A. MM1.R was left untreated or treated with 150nM OBX, 2μM LCL161 or the combination for 12hrs and cell surface expression of GRP78 was examined using flow cytometry. Y-axis represents mean GRP78 expression channel number. OBX has high auto fluorescence and hence results are presented as mean GRP78 expression channel number, which is the difference between mean channel number with GRP78 antibody and the mean channel number without GRP78 antibody for each treatment condition. Experiments were performed two times and error bars represent one standard deviation.
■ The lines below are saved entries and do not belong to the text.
#[cfg(test)]
mod tests {
    use super::*;
    use crate::catalog::{CodeCatalog, DiagnosisCode, RepairCode, Severity};
    use crate::phase::HAPPY_PATH;
    use crate::rules::allowed_sources;

    fn codes() -> CodeCatalog {
        CodeCatalog::new(
            vec![DiagnosisCode {
                code: "D002".into(),
                description: "Sin señal óptica".into(),
                severity: Severity::Nivel1,
                repair_code: Some("N004".into()),
                active: true,
            }],
            vec![
                RepairCode {
                    code: "N003".into(),
                    description: "Resoldado".into(),
                    scrap_tier: false,
                    active: true,
                },
                RepairCode {
                    code: "SC1".into(),
                    description: "Tarjeta irreparable".into(),
                    scrap_tier: true,
                    active: true,
                },
            ],
        )
    }

    fn item(phase: Phase) -> ItemState {
        ItemState {
            serial: "ABC123456".into(),
            phase,
            scrap_motive: None,
            scrap_detail: None,
        }
    }

    fn scrapped(motive: ScrapMotive) -> ItemState {
        ItemState {
            scrap_motive: Some(motive),
            ..item(Phase::Scrap)
        }
    }

    #[test]
    fn test_advance_moves_exactly_one_step() {
        let admin = Actor::new("u1", "UA");
        for window in HAPPY_PATH.windows(2) {
            let decision = decide(&item(window[0]), &admin, &Request::Advance, &codes()).unwrap();
            assert_eq!(decision.to, window[1]);
            assert_eq!(decision.records.len(), 1);
        }
    }

    #[test]
    fn test_empaque_is_a_fixed_point() {
        let err = decide(&item(Phase::Empaque), &Actor::new("u1", "UA"), &Request::Advance, &codes())
            .unwrap_err();
        assert_eq!(err, LifecycleError::NoChange(Phase::Empaque));
    }

    #[test]
    fn test_advance_role_depends_on_target() {
        let tester = Actor::new("u1", "UTI");
        assert!(decide(&item(Phase::Registro), &tester, &Request::Advance, &codes()).is_ok());
        let err = decide(&item(Phase::TestInicial), &tester, &Request::Advance, &codes()).unwrap_err();
        assert!(matches!(err, LifecycleError::PermissionDenied { .. }));
    }

    #[test]
    fn test_accepted_iff_source_and_role_allowed() {
        let scrap = Request::SendToScrap(ScrapRequest {
            motive: "COSMETICA".into(),
            ..Default::default()
        });
        let sources = allowed_sources(MoveKind::SendToScrap);
        for phase in Phase::ALL {
            for role in ["UA", "UTI", "UReg", "URep", "UV"] {
                let actor = Actor::new("u1", role);
                let result = decide(&item(phase), &actor, &scrap, &codes());
                let allowed = sources.contains(&phase) && crate::actor::roles::SCRAP.contains(&role);
                assert_eq!(result.is_ok(), allowed, "phase={phase} role={role}");
            }
        }
    }

    #[test]
    fn test_scrap_then_release_clears_motive() {
        let tester = Actor::new("u1", "UTI");
        let scrap = Request::SendToScrap(ScrapRequest {
            motive: "cosmetica".into(),
            ..Default::default()
        });
        let decision = decide(&item(Phase::Retest), &tester, &scrap, &codes()).unwrap();
        assert_eq!(decision.to, Phase::Scrap);
        assert_eq!(decision.records[0].scrap_motive, Some(ScrapMotive::Cosmetica));

        let release = Request::ReleaseFromScrap {
            target: Phase::Retest,
            note: None,
        };
        let err = decide(&scrapped(ScrapMotive::Cosmetica), &tester, &release, &codes()).unwrap_err();
        assert!(matches!(err, LifecycleError::PermissionDenied { .. }));

        let repair = Actor::new("u2", "URep");
        let decision = decide(&scrapped(ScrapMotive::Cosmetica), &repair, &release, &codes()).unwrap();
        assert_eq!(decision.to, Phase::Retest);
        assert_eq!(decision.scrap, ScrapChange::Clear);
        assert_eq!(decision.records[0].disposition, Disposition::Liberado);
        assert_eq!(decision.records[0].scrap_motive, Some(ScrapMotive::Cosmetica));
    }

    #[test]
    fn test_release_target_must_be_happy_path() {
        let release = Request::ReleaseFromScrap {
            target: Phase::Reparacion,
            note: None,
        };
        let err = decide(&scrapped(ScrapMotive::Otro), &Actor::new("u", "URep"), &release, &codes())
            .unwrap_err();
        assert!(matches!(err, LifecycleError::Validation(_)));
    }

    #[test]
    fn test_diagnosis_for_repair_moves_to_reparacion() {
        let request = Request::Diagnose(DiagnosisRequest {
            codes: vec!["D002".into()],
            requires_repair: true,
            technician: Some("J.Perez".into()),
            observations: None,
        });
        let decision = decide(&item(Phase::Retest), &Actor::new("u", "URep"), &request, &codes()).unwrap();
        assert_eq!(decision.to, Phase::Reparacion);
        assert_eq!(decision.records.len(), 1);
        assert_eq!(decision.records[0].diagnosis_code.as_deref(), Some("D002"));
        assert_eq!(decision.records[0].repair_code.as_deref(), Some("N004"));
        assert_eq!(decision.records[0].technician.as_deref(), Some("J.Perez"));
    }

    #[test]
    fn test_diagnosis_for_repair_needs_technician() {
        let request = Request::Diagnose(DiagnosisRequest {
            codes: vec!["D002".into()],
            requires_repair: true,
            technician: None,
            observations: None,
        });
        let err = decide(&item(Phase::Retest), &Actor::new("u", "URep"), &request, &codes()).unwrap_err();
        assert!(matches!(err, LifecycleError::Validation(_)));
    }

    #[test]
    fn test_successful_repair_emits_code_and_transition_records() {
        let request = Request::ResolveRepair(RepairResolution {
            success: true,
            codes: vec!["N003".into()],
            technician: Some("J.Perez".into()),
            observations: None,
        });
        let decision = decide(&item(Phase::Reparacion), &Actor::new("u", "URep"), &request, &codes()).unwrap();
        assert_eq!(decision.to, Phase::Ensamble);
        assert_eq!(decision.records.len(), 2);
        assert_eq!(decision.records[1].disposition, Disposition::ReparacionExitosa);
    }

    #[test]
    fn test_any_scrap_role_may_pick_electronic_motive() {
        let request = Request::SendToScrap(ScrapRequest {
            motive: "FUERA_DE_RANGO".into(),
            diagnosis_code: Some("D002".into()),
            ..Default::default()
        });
        for role in crate::actor::roles::SCRAP {
            let actor = Actor::new("u1", *role);
            let decision = decide(&item(Phase::Retest), &actor, &request, &codes()).unwrap();
            assert_eq!(decision.to, Phase::Scrap);
            assert_eq!(decision.records[0].diagnosis_code.as_deref(), Some("D002"));
        }
        let err = decide(&item(Phase::Retest), &Actor::new("u1", "UReg"), &request, &codes()).unwrap_err();
        assert!(matches!(err, LifecycleError::PermissionDenied { .. }));
    }

    #[test]
    fn test_failed_repair_requires_scrap_tier() {
        let actor = Actor::new("u", "URep");
        let failed = |code: &str| {
            Request::ResolveRepair(RepairResolution {
                success: false,
                codes: vec![code.into()],
                technician: Some("J.Perez".into()),
                observations: None,
            })
        };
        let decision = decide(&item(Phase::Reparacion), &actor, &failed("SC1"), &codes()).unwrap();
        assert_eq!(decision.to, Phase::Scrap);
        assert_eq!(
            decision.scrap,
            ScrapChange::Set {
                motive: ScrapMotive::FueraDeRango,
                detail: Some(ScrapDetail::CircuitoNokBaseNok),
            }
        );

        let err = decide(&item(Phase::Reparacion), &actor, &failed("N003"), &codes()).unwrap_err();
        assert!(matches!(err, LifecycleError::Validation(_)));
    }

    #[test]
    fn test_pack_walks_remaining_steps() {
        let decision = decide(
            &item(Phase::TestInicial),
            &Actor::new("u", "UE"),
            &Request::Pack { note: Some("salida 123".into()) },
            &codes(),
        )
        .unwrap();
        let phases: Vec<Phase> = decision.records.iter().map(|r| r.phase).collect();
        assert_eq!(phases, vec![Phase::Ensamble, Phase::Retest, Phase::Empaque]);
        assert_eq!(decision.records[2].note.as_deref(), Some("salida 123"));
    }

    #[test]
    fn test_infer_from_target_and_payload() {
        assert_eq!(
            Request::infer(Phase::Ensamble, Phase::Retest, Payload::None).unwrap(),
            Request::Advance
        );
        assert_eq!(
            Request::infer(Phase::Scrap, Phase::Ensamble, Payload::None).unwrap(),
            Request::ReleaseFromScrap {
                target: Phase::Ensamble,
                note: None
            }
        );
        assert_eq!(
            Request::infer(Phase::Registro, Phase::Retest, Payload::None).unwrap(),
            Request::SetPhase { target: Phase::Retest }
        );
        assert!(Request::infer(Phase::Retest, Phase::Scrap, Payload::None).is_err());
        let resolution = Payload::Resolution(RepairResolution {
            success: true,
            ..Default::default()
        });
        assert!(Request::infer(Phase::Reparacion, Phase::Scrap, resolution).is_err());
    }

    #[test]
    fn test_register_requires_register_role() {
        assert!(decide_register(&Actor::new("u", "UReg"), None).is_ok());
        assert!(matches!(
            decide_register(&Actor::new("u", "UE"), None),
            Err(LifecycleError::PermissionDenied { .. })
        ));
    }
}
B. MM1.R cells were treated with indicated concentrations of OBX, anti-GRP78 antibody (polyclonal antibody) or the combination and pAkt (S473), pAkt (T308) and PARP levels were examined by western blotting. GAPDH was used as a loading control. Experiments were performed two times and results from a representative experiment are shown. C. MM1.R cells were treated with indicated concentrations of OBX, anti GRP78 antibody (Clone C38) or the combination for 72hrs following which viability was measured by a MTT assay. OBX+GRP78 induced significantly more cell death than either of the agents alone (p < 0.05). The results presented are the mean of 5 independent experiments. D. MM1.R, MM1.S, H929 and OPM2 cells were treated with various concentrations of OBX for 72hrs, various concentrations of Akti for 48hrs or the drugs in combination. MTT assays were performed. Synergy was seen across multiple concentrations. The concentrations at which maximum synergy was observed is shown in the figure. Experiments were performed three times.